# Task directions:
Each line of the data below that includes the string "value" must be copied.

Data in this exercise: Begin

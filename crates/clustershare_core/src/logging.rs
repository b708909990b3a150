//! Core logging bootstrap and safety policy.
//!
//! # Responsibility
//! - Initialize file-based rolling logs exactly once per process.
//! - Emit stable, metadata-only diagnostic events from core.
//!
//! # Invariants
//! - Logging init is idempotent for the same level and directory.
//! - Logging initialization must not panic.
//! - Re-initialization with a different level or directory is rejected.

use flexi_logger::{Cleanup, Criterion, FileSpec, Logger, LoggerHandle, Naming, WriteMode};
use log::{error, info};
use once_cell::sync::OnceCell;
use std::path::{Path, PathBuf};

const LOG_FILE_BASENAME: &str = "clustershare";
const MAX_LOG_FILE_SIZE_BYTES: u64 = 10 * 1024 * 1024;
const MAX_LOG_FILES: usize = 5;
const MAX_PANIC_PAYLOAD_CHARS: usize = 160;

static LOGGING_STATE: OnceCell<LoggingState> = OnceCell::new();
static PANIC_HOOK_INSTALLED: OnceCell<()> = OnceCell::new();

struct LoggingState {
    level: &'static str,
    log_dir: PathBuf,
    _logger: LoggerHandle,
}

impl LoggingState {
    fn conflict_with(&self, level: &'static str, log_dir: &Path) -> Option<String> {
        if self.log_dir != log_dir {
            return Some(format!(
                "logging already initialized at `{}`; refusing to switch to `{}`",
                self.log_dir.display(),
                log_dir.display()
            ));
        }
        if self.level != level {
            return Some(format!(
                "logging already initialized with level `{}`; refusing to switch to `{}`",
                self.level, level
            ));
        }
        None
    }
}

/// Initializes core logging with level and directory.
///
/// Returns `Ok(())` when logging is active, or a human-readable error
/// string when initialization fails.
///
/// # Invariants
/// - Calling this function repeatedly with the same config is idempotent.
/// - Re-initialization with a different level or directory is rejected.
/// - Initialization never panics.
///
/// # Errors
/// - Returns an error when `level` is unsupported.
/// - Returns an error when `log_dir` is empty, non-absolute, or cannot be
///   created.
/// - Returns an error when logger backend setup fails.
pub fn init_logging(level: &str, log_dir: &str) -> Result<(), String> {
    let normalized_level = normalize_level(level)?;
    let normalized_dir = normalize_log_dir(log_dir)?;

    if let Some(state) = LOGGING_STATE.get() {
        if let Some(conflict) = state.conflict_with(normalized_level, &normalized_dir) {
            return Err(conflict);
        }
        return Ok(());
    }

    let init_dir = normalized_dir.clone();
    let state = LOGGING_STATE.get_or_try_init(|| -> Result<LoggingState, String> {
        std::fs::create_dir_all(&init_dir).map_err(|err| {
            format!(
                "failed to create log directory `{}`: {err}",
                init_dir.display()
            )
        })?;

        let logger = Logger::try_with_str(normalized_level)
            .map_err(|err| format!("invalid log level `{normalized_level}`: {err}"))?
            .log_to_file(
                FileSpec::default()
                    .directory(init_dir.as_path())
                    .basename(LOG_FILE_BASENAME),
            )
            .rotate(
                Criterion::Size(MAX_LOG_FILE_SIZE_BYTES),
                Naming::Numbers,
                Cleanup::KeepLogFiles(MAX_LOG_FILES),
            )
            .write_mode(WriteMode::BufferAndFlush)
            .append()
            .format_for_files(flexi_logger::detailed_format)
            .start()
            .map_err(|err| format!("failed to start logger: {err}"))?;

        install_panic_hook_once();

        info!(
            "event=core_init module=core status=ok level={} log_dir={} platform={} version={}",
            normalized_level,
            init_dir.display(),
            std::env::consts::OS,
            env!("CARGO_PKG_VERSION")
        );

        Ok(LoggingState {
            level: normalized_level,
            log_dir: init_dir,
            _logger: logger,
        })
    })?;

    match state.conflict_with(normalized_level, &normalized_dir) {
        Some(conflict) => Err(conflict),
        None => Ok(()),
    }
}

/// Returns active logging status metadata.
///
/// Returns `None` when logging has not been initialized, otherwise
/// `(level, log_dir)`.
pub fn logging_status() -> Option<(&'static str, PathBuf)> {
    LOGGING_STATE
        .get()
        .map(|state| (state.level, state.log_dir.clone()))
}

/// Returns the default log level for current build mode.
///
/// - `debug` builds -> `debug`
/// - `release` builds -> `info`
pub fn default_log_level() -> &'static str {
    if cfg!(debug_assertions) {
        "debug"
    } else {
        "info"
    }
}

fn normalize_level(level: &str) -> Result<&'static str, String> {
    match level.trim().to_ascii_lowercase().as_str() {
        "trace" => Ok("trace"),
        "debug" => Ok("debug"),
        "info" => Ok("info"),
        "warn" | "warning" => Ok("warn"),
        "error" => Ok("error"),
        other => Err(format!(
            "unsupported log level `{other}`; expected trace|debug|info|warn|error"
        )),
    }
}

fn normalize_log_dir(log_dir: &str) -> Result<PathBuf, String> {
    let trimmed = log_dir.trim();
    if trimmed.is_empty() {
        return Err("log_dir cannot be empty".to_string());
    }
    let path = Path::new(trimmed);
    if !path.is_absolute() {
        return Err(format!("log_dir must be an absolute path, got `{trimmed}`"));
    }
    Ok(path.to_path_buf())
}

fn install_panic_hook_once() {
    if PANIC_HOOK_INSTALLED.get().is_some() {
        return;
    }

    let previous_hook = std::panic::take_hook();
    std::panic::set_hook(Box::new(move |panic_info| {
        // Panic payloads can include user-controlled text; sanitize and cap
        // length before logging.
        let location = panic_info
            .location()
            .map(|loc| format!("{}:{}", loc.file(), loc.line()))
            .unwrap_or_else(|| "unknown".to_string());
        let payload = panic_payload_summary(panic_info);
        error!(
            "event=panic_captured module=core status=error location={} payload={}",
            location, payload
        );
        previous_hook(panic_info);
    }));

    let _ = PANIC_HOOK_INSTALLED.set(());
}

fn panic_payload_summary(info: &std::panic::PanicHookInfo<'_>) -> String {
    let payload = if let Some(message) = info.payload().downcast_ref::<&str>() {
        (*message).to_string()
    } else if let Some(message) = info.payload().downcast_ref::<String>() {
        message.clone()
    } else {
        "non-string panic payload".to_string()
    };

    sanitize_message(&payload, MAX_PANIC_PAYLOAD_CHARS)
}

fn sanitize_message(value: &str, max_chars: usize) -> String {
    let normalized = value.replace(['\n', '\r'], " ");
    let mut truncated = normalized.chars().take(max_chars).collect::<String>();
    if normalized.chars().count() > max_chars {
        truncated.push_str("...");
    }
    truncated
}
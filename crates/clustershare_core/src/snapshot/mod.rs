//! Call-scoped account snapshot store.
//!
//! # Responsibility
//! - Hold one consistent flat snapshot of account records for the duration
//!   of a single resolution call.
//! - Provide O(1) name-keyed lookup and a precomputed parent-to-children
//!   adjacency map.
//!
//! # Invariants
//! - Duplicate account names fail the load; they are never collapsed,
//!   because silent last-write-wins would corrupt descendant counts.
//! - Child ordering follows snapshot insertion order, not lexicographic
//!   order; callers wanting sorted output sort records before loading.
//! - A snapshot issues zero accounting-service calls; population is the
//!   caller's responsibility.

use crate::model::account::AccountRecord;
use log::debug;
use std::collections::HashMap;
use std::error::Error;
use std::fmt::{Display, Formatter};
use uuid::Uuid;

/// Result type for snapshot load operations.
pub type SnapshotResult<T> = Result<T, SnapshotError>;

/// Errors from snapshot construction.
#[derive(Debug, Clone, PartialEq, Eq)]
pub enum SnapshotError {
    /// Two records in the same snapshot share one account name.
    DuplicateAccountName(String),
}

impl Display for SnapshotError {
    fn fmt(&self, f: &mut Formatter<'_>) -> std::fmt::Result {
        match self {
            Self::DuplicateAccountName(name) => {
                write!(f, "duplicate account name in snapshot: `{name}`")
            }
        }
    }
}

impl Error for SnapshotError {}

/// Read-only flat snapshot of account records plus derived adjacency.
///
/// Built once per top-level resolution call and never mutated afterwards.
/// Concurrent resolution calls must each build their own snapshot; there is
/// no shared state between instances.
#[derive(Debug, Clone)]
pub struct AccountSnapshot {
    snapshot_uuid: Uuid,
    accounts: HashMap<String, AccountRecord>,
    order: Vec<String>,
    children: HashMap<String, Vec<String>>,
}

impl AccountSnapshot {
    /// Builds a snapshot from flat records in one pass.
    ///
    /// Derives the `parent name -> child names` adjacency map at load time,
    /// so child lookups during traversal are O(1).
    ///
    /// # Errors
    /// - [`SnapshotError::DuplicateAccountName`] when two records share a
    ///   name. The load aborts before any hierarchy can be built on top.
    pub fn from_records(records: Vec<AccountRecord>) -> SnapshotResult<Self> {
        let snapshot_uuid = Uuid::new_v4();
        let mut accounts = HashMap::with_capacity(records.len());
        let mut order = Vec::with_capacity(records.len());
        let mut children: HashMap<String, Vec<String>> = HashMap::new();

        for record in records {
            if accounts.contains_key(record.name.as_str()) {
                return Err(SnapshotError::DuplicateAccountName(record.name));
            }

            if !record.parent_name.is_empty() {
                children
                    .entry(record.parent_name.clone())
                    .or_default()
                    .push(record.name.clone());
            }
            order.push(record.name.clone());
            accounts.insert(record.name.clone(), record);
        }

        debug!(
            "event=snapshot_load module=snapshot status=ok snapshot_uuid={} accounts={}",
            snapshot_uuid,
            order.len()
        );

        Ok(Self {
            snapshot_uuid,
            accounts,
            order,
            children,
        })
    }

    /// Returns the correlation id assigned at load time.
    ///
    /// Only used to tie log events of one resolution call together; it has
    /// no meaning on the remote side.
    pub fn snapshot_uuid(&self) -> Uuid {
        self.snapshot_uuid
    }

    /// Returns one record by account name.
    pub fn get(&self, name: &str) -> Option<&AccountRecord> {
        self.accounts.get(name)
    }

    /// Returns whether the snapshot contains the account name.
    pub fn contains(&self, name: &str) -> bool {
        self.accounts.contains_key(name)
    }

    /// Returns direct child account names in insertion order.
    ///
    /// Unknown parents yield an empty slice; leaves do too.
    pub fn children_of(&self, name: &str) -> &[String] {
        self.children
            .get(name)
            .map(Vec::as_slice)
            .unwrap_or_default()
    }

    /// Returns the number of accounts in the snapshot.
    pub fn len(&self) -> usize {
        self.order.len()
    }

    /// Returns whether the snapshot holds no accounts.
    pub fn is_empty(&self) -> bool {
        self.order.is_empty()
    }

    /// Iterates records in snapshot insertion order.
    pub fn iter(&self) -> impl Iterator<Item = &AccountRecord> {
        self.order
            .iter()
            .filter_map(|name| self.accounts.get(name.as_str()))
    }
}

Data in this exercise: End

# Result:
fn sanitize_message(value: &str, max_chars: usize) -> String {
    let normalized = value.replace(['\n', '\r'], " ");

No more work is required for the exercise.